* _Exercise details_
Please take the records that follow and repeat exactly the lines starting with the line with "async fn main()" and going on through the line with "EnvFilter::try_from_default_env()".

* _Provided records_

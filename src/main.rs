use tracing::{info, instrument};
use tracing_subscriber::{layer::SubscriberExt, util::SubscriberInitExt, EnvFilter};

use hourly_meter::app::Application;
use hourly_meter::config::Config;

#[tokio::main]
#[instrument]
async fn main() -> Result<(), Box<dyn std::error::Error>> {
    // Initialize tracing with environment filter support
    tracing_subscriber::registry()
        .with(
            EnvFilter::try_from_default_env()
                .unwrap_or_else(|_| EnvFilter::new("info,hourly_meter=debug")),
        )
        .with(
            tracing_subscriber::fmt::layer()
                .with_target(true)
                .with_thread_ids(true)
                .with_line_number(true),
        )
        .init();

    // Load environment variables
    dotenvy::dotenv().ok();

    let config = Config::from_env()?;
    info!("Starting hourly meter web service with config: {:?}", config);

    let application = Application::build(config).await?;
    info!("Open http://{}/ to upload an export", application.local_addr);

    application.run_until_stopped().await
}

* _Answer_
async fn main() -> Result<(), Box<dyn std::error::Error>> {
    // Initialize tracing with environment filter support
    tracing_subscriber::registry()
        .with(
            EnvFilter::try_from_default_env()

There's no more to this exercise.